[HN Gopher] ICPP - Run C++ anywhere like a script
___________________________________________________________________
ICPP - Run C++ anywhere like a script
Author : davikr
Score : 77 points
Date : 2024-08-04 03:36 UTC (4 days ago)
(HTM) web link (github.com)
(TXT) w3m dump (github.com)
| celrod wrote:
| How feasible would it be for something like gdb to be able to use
| a C++ interpreter (whether icpp, or even a souped up `constexpr`
| interpreter from the compiler) to help with "optimized out"
| functions?
|
| gdb also doesn't handle overloaded functions well, e.g. `x[i]`.
| mananaysiempre wrote:
| It does though?
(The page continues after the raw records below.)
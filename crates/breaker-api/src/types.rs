//! Wire types for the BreakerBot backend API.
//!
//! Every response carries a `success` flag and, on failure, a human-readable
//! `message`. Field names on the wire are camelCase (the secret-santa
//! endpoints keep the backend's Portuguese names); Rust field names are
//! English snake_case with serde renames.

use chrono::{DateTime, Utc};
use serde::{Deserialize, Serialize};

/// Maximum length accepted for a user's custom display name.
pub const MAX_CUSTOM_NAME_LEN: usize = 30;

// ============================================================================
// Response envelopes
// ============================================================================

/// Generic acknowledgement returned by mutating endpoints.
#[derive(Debug, Clone, Deserialize)]
pub struct AckResponse {
    pub success: bool,
    #[serde(default)]
    pub message: Option<String>,
}

/// Response to a verification-code redemption.
#[derive(Debug, Clone, Deserialize)]
pub struct VerifyCodeResponse {
    pub success: bool,
    /// Authenticated user, present only when `success` is true.
    #[serde(default)]
    pub user: Option<UserProfile>,
    #[serde(default)]
    pub message: Option<String>,
}

/// Response carrying the full user list.
#[derive(Debug, Clone, Deserialize)]
pub struct UsersResponse {
    pub success: bool,
    #[serde(default)]
    pub users: Vec<UserProfile>,
    #[serde(default)]
    pub message: Option<String>,
}

/// Response carrying a single user profile.
#[derive(Debug, Clone, Deserialize)]
pub struct UserResponse {
    pub success: bool,
    #[serde(default)]
    pub user: Option<UserProfile>,
    #[serde(default)]
    pub message: Option<String>,
}

/// Response carrying the administrator roster.
#[derive(Debug, Clone, Deserialize)]
pub struct AdminsResponse {
    pub success: bool,
    #[serde(default)]
    pub admins: Vec<AdminEntry>,
    #[serde(default)]
    pub message: Option<String>,
}

/// Response carrying the global mention settings.
#[derive(Debug, Clone, Deserialize)]
pub struct MentionsResponse {
    pub success: bool,
    #[serde(default)]
    pub mentions: Option<MentionSettings>,
    #[serde(default)]
    pub message: Option<String>,
}

/// Response carrying the deleted-user backup list.
#[derive(Debug, Clone, Deserialize)]
pub struct BackupsResponse {
    pub success: bool,
    #[serde(default)]
    pub backups: Vec<BackupEntry>,
    #[serde(default)]
    pub message: Option<String>,
}

/// Response carrying the secret-santa groups a user participates in.
#[derive(Debug, Clone, Deserialize)]
pub struct SecretSantaResponse {
    pub success: bool,
    #[serde(default)]
    pub groups: Vec<SecretSantaGroup>,
    #[serde(default)]
    pub message: Option<String>,
}

/// Response carrying the daily-bonus status.
#[derive(Debug, Clone, Deserialize)]
pub struct DailyBonusResponse {
    pub success: bool,
    #[serde(rename = "dailyBonus", default)]
    pub daily_bonus: Option<DailyBonus>,
    #[serde(default)]
    pub message: Option<String>,
}

// ============================================================================
// Domain objects
// ============================================================================

/// Server-reported user profile.
///
/// Numeric and boolean fields default to zero/false when the backend omits
/// them so a partially populated record never fails the whole decode.
#[derive(Debug, Clone, Serialize, Deserialize)]
#[serde(rename_all = "camelCase")]
pub struct UserProfile {
    /// WhatsApp JID, e.g. `5516999999999@s.whatsapp.net`
    pub id: String,
    /// Name reported by WhatsApp
    #[serde(default)]
    pub push_name: Option<String>,
    /// User-chosen display name (null when unset)
    #[serde(default)]
    pub custom_name: Option<String>,
    /// Whether the custom name is shown instead of the push name
    #[serde(default)]
    pub custom_name_enabled: bool,
    /// Emoji shown next to the name (null when unset)
    #[serde(default)]
    pub emoji: Option<String>,
    /// Whether the bot reacts to the user's messages with the emoji
    #[serde(default)]
    pub emoji_reaction: bool,
    /// Whether the user may be @-mentioned in ranking posts
    #[serde(default)]
    pub allow_mentions: bool,
    #[serde(default)]
    pub level: u32,
    /// Lifetime experience points
    #[serde(default)]
    pub xp: u64,
    /// XP accumulated inside the current level
    #[serde(rename = "progressXP", default)]
    pub progress_xp: u64,
    /// XP span of the current level
    #[serde(rename = "nextLevelXP", default)]
    pub next_level_xp: u64,
    /// XP still missing to reach the next level
    #[serde(rename = "neededXP", default)]
    pub needed_xp: u64,
    /// Server-computed progress percentage, when provided
    #[serde(default)]
    pub progress_percent: Option<f64>,
    #[serde(default)]
    pub prestige: u32,
    /// Number of prestige upgrades currently claimable
    #[serde(default)]
    pub prestige_available: u32,
    #[serde(default)]
    pub total_messages: u64,
    #[serde(default)]
    pub daily_bonus_multiplier: Option<f64>,
    /// Expiry of the active bonus multiplier (null when inactive)
    #[serde(default)]
    pub daily_bonus_expiry: Option<String>,
    #[serde(default)]
    pub badges: Vec<String>,
}

impl UserProfile {
    /// Name to show for this user: the custom name when enabled and set,
    /// otherwise the push name, otherwise a generic placeholder.
    pub fn display_name(&self) -> &str {
        if self.custom_name_enabled {
            if let Some(name) = self.custom_name.as_deref() {
                if !name.is_empty() {
                    return name;
                }
            }
        }
        match self.push_name.as_deref() {
            Some(name) if !name.is_empty() => name,
            _ => "User",
        }
    }

    /// Progress toward the next level as a whole percentage, preferring the
    /// server-computed value and deriving it from the XP counters otherwise.
    pub fn level_progress_percent(&self) -> u8 {
        if let Some(percent) = self.progress_percent {
            return percent.clamp(0.0, 100.0).round() as u8;
        }
        if self.next_level_xp == 0 {
            return 0;
        }
        let derived = (self.progress_xp as f64 / self.next_level_xp as f64) * 100.0;
        derived.round().min(100.0) as u8
    }
}

/// Partial profile update. Absent fields are left untouched by the server.
#[derive(Debug, Clone, Default, Serialize)]
#[serde(rename_all = "camelCase")]
pub struct UpdateUserRequest {
    /// `Some(None)` serializes as an explicit null, clearing the custom name.
    #[serde(skip_serializing_if = "Option::is_none")]
    pub custom_name: Option<Option<String>>,
    #[serde(skip_serializing_if = "Option::is_none")]
    pub custom_name_enabled: Option<bool>,
    #[serde(skip_serializing_if = "Option::is_none")]
    pub emoji: Option<String>,
    #[serde(skip_serializing_if = "Option::is_none")]
    pub emoji_reaction: Option<bool>,
    #[serde(skip_serializing_if = "Option::is_none")]
    pub allow_mentions: Option<bool>,
}

/// One administrator roster entry.
#[derive(Debug, Clone, Serialize, Deserialize)]
#[serde(rename_all = "camelCase")]
pub struct AdminEntry {
    /// Digits-only phone number
    pub number: String,
    /// Full WhatsApp JID
    pub full_id: String,
}

/// Bot-wide mention settings.
#[derive(Debug, Clone, Serialize, Deserialize)]
#[serde(rename_all = "camelCase")]
pub struct MentionSettings {
    pub global_enabled: bool,
}

/// Snapshot of a deleted user kept for a limited restore window.
#[derive(Debug, Clone, Serialize, Deserialize)]
#[serde(rename_all = "camelCase")]
pub struct BackupEntry {
    /// WhatsApp JID of the deleted user
    pub id: String,
    pub deleted_at: DateTime<Utc>,
    pub expires_at: DateTime<Utc>,
    pub data: BackupData,
}

impl BackupEntry {
    /// Whole days until this backup expires, rounded up, never negative.
    pub fn days_remaining(&self, now: DateTime<Utc>) -> i64 {
        let remaining = self.expires_at.signed_duration_since(now);
        let days = (remaining.num_seconds() as f64 / 86_400.0).ceil() as i64;
        days.max(0)
    }
}

/// Profile fields preserved inside a backup.
#[derive(Debug, Clone, Serialize, Deserialize)]
#[serde(rename_all = "camelCase")]
pub struct BackupData {
    #[serde(default)]
    pub push_name: Option<String>,
    #[serde(default)]
    pub custom_name: Option<String>,
    #[serde(default)]
    pub custom_name_enabled: bool,
}

/// A secret-santa group as seen by one participant.
#[derive(Debug, Clone, Serialize, Deserialize)]
#[serde(rename_all = "camelCase")]
pub struct SecretSantaGroup {
    pub group_id: String,
    pub group_name: String,
    /// Whether the draw has been performed
    #[serde(rename = "sorteioRealizado", default)]
    pub draw_completed: bool,
    /// Display date of the draw
    #[serde(rename = "sorteioData", default)]
    pub draw_date: Option<String>,
    #[serde(rename = "totalParticipantes", default)]
    pub total_participants: u32,
    /// The viewer's JID inside this group
    pub user_id_in_group: String,
    /// The viewer's name inside this group
    #[serde(rename = "meuNome", default)]
    pub my_name: Option<String>,
    /// The gift the viewer asked for
    #[serde(rename = "meuPresente", default)]
    pub my_gift: Option<String>,
    /// The participant the viewer drew, populated after the draw
    #[serde(rename = "amigoSorteado", default)]
    pub drawn_friend: Option<SecretSantaParticipant>,
    #[serde(rename = "participantes", default)]
    pub participants: Vec<SecretSantaParticipant>,
}

/// One member of a secret-santa group.
#[derive(Debug, Clone, Serialize, Deserialize)]
pub struct SecretSantaParticipant {
    pub id: String,
    #[serde(rename = "nome")]
    pub name: String,
    #[serde(rename = "presente", default)]
    pub gift: Option<String>,
}

/// Daily-bonus status: who drew it last, and when.
#[derive(Debug, Clone, Serialize, Deserialize)]
#[serde(rename_all = "camelCase")]
pub struct DailyBonus {
    #[serde(default)]
    pub last_bonus_user: Option<String>,
    #[serde(default)]
    pub last_bonus_date: Option<String>,
}

#[cfg(test)]
mod tests {
    use super::*;

    #[test]
    fn user_profile_decodes_wire_names() {
        let json = r#"{
            "id": "5516999999999@s.whatsapp.net",
            "pushName": "Ana",
            "customName": "Aninha",
            "customNameEnabled": true,
            "allowMentions": true,
            "level": 12,
            "xp": 34500,
            "progressXP": 120,
            "nextLevelXP": 400,
            "neededXP": 280,
            "prestige": 1,
            "prestigeAvailable": 0,
            "totalMessages": 9000,
            "badges": ["veteran"]
        }"#;

        let profile: UserProfile = serde_json::from_str(json).unwrap();
        assert_eq!(profile.id, "5516999999999@s.whatsapp.net");
        assert_eq!(profile.progress_xp, 120);
        assert_eq!(profile.next_level_xp, 400);
        assert_eq!(profile.needed_xp, 280);
        assert_eq!(profile.display_name(), "Aninha");
        assert_eq!(profile.badges, vec!["veteran".to_string()]);
    }

    #[test]
    fn user_profile_tolerates_missing_fields() {
        let profile: UserProfile =
            serde_json::from_str(r#"{"id": "5511888887777@s.whatsapp.net"}"#).unwrap();
        assert_eq!(profile.level, 0);
        assert!(!profile.custom_name_enabled);
        assert!(profile.badges.is_empty());
        assert_eq!(profile.display_name(), "User");
    }

    #[test]
    fn display_name_ignores_disabled_custom_name() {
        let mut profile: UserProfile =
            serde_json::from_str(r#"{"id": "x", "pushName": "Bruno", "customName": "B"}"#).unwrap();
        assert_eq!(profile.display_name(), "Bruno");
        profile.custom_name_enabled = true;
        assert_eq!(profile.display_name(), "B");
    }

    #[test]
    fn level_progress_prefers_server_percentage() {
        let mut profile: UserProfile = serde_json::from_str(r#"{"id": "x"}"#).unwrap();
        profile.progress_xp = 120;
        profile.next_level_xp = 400;
        assert_eq!(profile.level_progress_percent(), 30);

        profile.progress_percent = Some(55.4);
        assert_eq!(profile.level_progress_percent(), 55);
    }

    #[test]
    fn level_progress_caps_at_one_hundred() {
        let mut profile: UserProfile = serde_json::from_str(r#"{"id": "x"}"#).unwrap();
        profile.progress_xp = 900;
        profile.next_level_xp = 400;
        assert_eq!(profile.level_progress_percent(), 100);

        profile.next_level_xp = 0;
        assert_eq!(profile.level_progress_percent(), 0);
    }

    #[test]
    fn update_request_serializes_only_set_fields() {
        let request = UpdateUserRequest {
            allow_mentions: Some(false),
            ..Default::default()
        };
        let json = serde_json::to_string(&request).unwrap();
        assert_eq!(json, r#"{"allowMentions":false}"#);
    }

    #[test]
    fn update_request_clears_custom_name_with_null() {
        let request = UpdateUserRequest {
            custom_name: Some(None),
            ..Default::default()
        };
        let json = serde_json::to_string(&request).unwrap();
        assert_eq!(json, r#"{"customName":null}"#);
    }

    #[test]
    fn admin_entry_decodes_full_id() {
        let admin: AdminEntry = serde_json::from_str(
            r#"{"number": "5516999999999", "fullId": "5516999999999@s.whatsapp.net"}"#,
        )
        .unwrap();
        assert_eq!(admin.number, "5516999999999");
        assert_eq!(admin.full_id, "5516999999999@s.whatsapp.net");
    }

    #[test]
    fn backup_days_remaining_rounds_up_and_clamps() {
        let json = r#"{
            "id": "5511777776666@s.whatsapp.net",
            "deletedAt": "2025-01-01T00:00:00Z",
            "expiresAt": "2025-01-31T00:00:00Z",
            "data": {"pushName": "Carla", "customNameEnabled": false}
        }"#;
        let backup: BackupEntry = serde_json::from_str(json).unwrap();

        let now = "2025-01-28T12:00:00Z".parse::<DateTime<Utc>>().unwrap();
        assert_eq!(backup.days_remaining(now), 3);

        let past_expiry = "2025-02-02T00:00:00Z".parse::<DateTime<Utc>>().unwrap();
        assert_eq!(backup.days_remaining(past_expiry), 0);
    }

    #[test]
    fn secret_santa_group_decodes_backend_names() {
        let json = r#"{
            "groupId": "group-1",
            "groupName": "Familia",
            "sorteioRealizado": true,
            "sorteioData": "2024-12-01",
            "totalParticipantes": 4,
            "userIdInGroup": "5516999999999@s.whatsapp.net",
            "meuNome": "Ana",
            "meuPresente": "Livro",
            "amigoSorteado": {"id": "a", "nome": "Bruno", "presente": "Caneca"},
            "participantes": [
                {"id": "a", "nome": "Bruno", "presente": "Caneca"},
                {"id": "b", "nome": "Carla"}
            ]
        }"#;

        let group: SecretSantaGroup = serde_json::from_str(json).unwrap();
        assert!(group.draw_completed);
        assert_eq!(group.my_gift.as_deref(), Some("Livro"));
        let friend = group.drawn_friend.unwrap();
        assert_eq!(friend.name, "Bruno");
        assert_eq!(group.participants.len(), 2);
        assert!(group.participants[1].gift.is_none());
    }

    #[test]
    fn daily_bonus_response_decodes() {
        let json = r#"{
            "success": true,
            "dailyBonus": {"lastBonusUser": "5516999999999@s.whatsapp.net", "lastBonusDate": "2025-01-10"}
        }"#;
        let response: DailyBonusResponse = serde_json::from_str(json).unwrap();
        assert!(response.success);
        let bonus = response.daily_bonus.unwrap();
        assert_eq!(
            bonus.last_bonus_user.as_deref(),
            Some("5516999999999@s.whatsapp.net")
        );
    }
}
//! Configuration management for the companion app.

use crate::{CoreError, CoreResult, Paths};
use serde::{Deserialize, Serialize};
use std::path::Path;
use url::Url;

/// Default backend API URL (can be overridden at compile time via BREAKERBOT_API_URL).
pub const DEFAULT_API_URL: &str = match option_env!("BREAKERBOT_API_URL") {
    Some(url) => url,
    None => "https://api.breakerbot.app",
};

/// Default log level.
pub const DEFAULT_LOG_LEVEL: &str = "info";

/// Main companion configuration.
#[derive(Debug, Clone, Serialize, Deserialize)]
pub struct Config {
    /// Log level (trace, debug, info, warn, error).
    pub log_level: String,
    /// Backend API base URL.
    #[serde(default = "default_api_url")]
    pub api_url: String,
}

fn default_api_url() -> String {
    DEFAULT_API_URL.to_string()
}

impl Default for Config {
    fn default() -> Self {
        Self {
            log_level: DEFAULT_LOG_LEVEL.to_string(),
            api_url: DEFAULT_API_URL.to_string(),
        }
    }
}

impl Config {
    /// Create a new Config with default values, then override from environment.
    pub fn new() -> Self {
        let mut config = Self::default();
        config.load_from_env();
        config
    }

    /// Load configuration from the config file, falling back to defaults.
    /// Environment variables override values from the file.
    pub fn load(paths: &Paths) -> CoreResult<Self> {
        let config_path = paths.config_file();

        let mut config = if config_path.exists() {
            Self::load_from_file(&config_path)?
        } else {
            Self::default()
        };

        config.load_from_env();

        Ok(config)
    }

    /// Load configuration from a specific file.
    pub fn load_from_file(path: &Path) -> CoreResult<Self> {
        let content = std::fs::read_to_string(path)?;
        let config: Config = serde_json::from_str(&content)?;
        Ok(config)
    }

    /// Save configuration to the config file.
    pub fn save(&self, paths: &Paths) -> CoreResult<()> {
        paths.ensure_dirs()?;
        let config_path = paths.config_file();
        let content = serde_json::to_string_pretty(self)?;
        std::fs::write(config_path, content)?;
        Ok(())
    }

    /// Override configuration from environment variables.
    fn load_from_env(&mut self) {
        if let Ok(log_level) = std::env::var("BREAKERBOT_LOG_LEVEL") {
            self.log_level = log_level;
        }
        if let Ok(api_url) = std::env::var("BREAKERBOT_API_URL") {
            self.api_url = api_url;
        }
    }

    /// Get the backend API URL as a parsed URL.
    pub fn api_url(&self) -> CoreResult<Url> {
        Url::parse(&self.api_url).map_err(CoreError::from)
    }
}
//! Seam between the session lifecycle and the backend.

use crate::error::ApiResult;
use crate::types::{AckResponse, AdminsResponse, UserResponse, VerifyCodeResponse};

/// The subset of backend operations the session state machine depends on.
///
/// `BotApiClient` is the production implementation; the session tests provide
/// a mock with queued responses.
#[async_trait::async_trait]
pub trait SessionApi: Send + Sync {
    /// Ask the bot to deliver a one-time verification code to `phone_number`.
    async fn request_verification_code(&self, phone_number: &str) -> ApiResult<AckResponse>;

    /// Redeem a 6-digit verification code for an authenticated user record.
    async fn redeem_verification_code(
        &self,
        phone_number: &str,
        code: &str,
    ) -> ApiResult<VerifyCodeResponse>;

    /// Fetch the current profile for a user id.
    async fn fetch_profile(&self, user_id: &str) -> ApiResult<UserResponse>;

    /// Fetch the administrator roster.
    async fn fetch_admin_roster(&self) -> ApiResult<AdminsResponse>;
}
use std::io::{self, Write};

fn main() {
    println!("bregex REPL");
    println!("Type an empty pattern to exit.");

    loop {
        print!("regex> ");
        io::stdout().flush().unwrap();
        let mut pattern = String::new();
        if io::stdin().read_line(&mut pattern).is_err() {
            println!("Error reading pattern.");
            continue;
        }
        let pattern = pattern.trim();
        if pattern.is_empty() {
            break;
        }

        let regex = match bregex::Regex::new(pattern) {
            Ok(regex) => regex,
            Err(e) => {
                println!("Error: {}", e);
                continue;
            }
        };

        let mut context = bregex::Context::new();

        loop {
            println!("Type exit to go back to the regex prompt.");
            print!("input> ");
            io::stdout().flush().unwrap();
            let mut input = String::new();
            if io::stdin().read_line(&mut input).is_err() {
                println!("Error reading input.");
                continue;
            }
            let input = input.trim();
            if input == "exit" {
                break;
            }
            match regex.captures(&mut context, input.as_bytes()) {
                Some(caps) => {
                    println!(
                        "Matched: {}",
                        caps.group0().as_bytes().escape_ascii()
                    );
                    for i in 1..caps.group_len() {
                        match caps.get(i) {
                            Some(group) => {
                                println!("  group {}: {}", i, group.as_bytes().escape_ascii())
                            }
                            None => println!("  group {}: <unset>", i),
                        }
                    }
                }
                None => println!("No match."),
            }
        }
    }
}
Just compiled a small program that creates a
| vector, and GDB is perfectly happy accessing it using this
| syntax. It will even print std::string's correctly if you cast
| them to const char* by hand. (Linux x86-64, GDB 14.2.)
| scintill76 wrote:
| > It will even print std::string's correctly if you cast them
| to const char* by hand
|
| What does that mean? I think `print str.c_str()` has worked
| for me in GDB before, but sounds like you did something
| different.
| mananaysiempre wrote:
| I was observing that `p (const char *)str` also worked in
| my experiment, but I'm far from a C++ expert and upon
| double-checking this seems to have been more of an accident
| than intended behaviour, because there is no operator
| const_pointer in basic_string that I can find. Definitely
| use `p str.c_str()`.
| twoodfin wrote:
| If your std::string was using a short string
| optimization, that would explain the "accident".
|
| Some implementations even put char[0] at the first byte
| in the optimized form.
| scintill76 wrote:
| That explanation doesn't work IMO, unless `str` is a
| std::string pointer, which is contrary to the syntax GP
| suggested with `str.c_str()`.
|
| It doesn't seem possible in actual C++ that the cast from
| non-pointer to pointer would work at all (even if a small
| string happens to be inlined at offset 0.) Like GP, I
| looked for a conversion operator, and I don't think it's
| there. Maybe it is a feature of the gdb parser.
| twoodfin wrote:
| Good point, but if it's a long string, 2/3 of the most
| common implementations would make the first word the
| c_str()-equivalent pointer:
|
| https://devblogs.microsoft.com/oldnewthing/20240510-00/?p
| =10...
| fluoridation wrote:
| So it's actually printing *(const char **)&s?
| twoodfin wrote:
| The first pointer-sized chunk of the string structure is
| a pointer to the C-string representation. So the cast
| works as written.
| fluoridation wrote:
| Well, no, because (const char *)str is nonsense, if str
| is an std::string.
| celrod wrote:
| I've defined a few pretty printers, but `operator[]` doesn't
| work for my user-defined types. Knowing it works for vectors,
| I'll try and experiment to see if there's something that'll
| make it work. (gdb) p unrolls_[0] Could
| not find operator[]. (gdb) p unrolls_[(long)0]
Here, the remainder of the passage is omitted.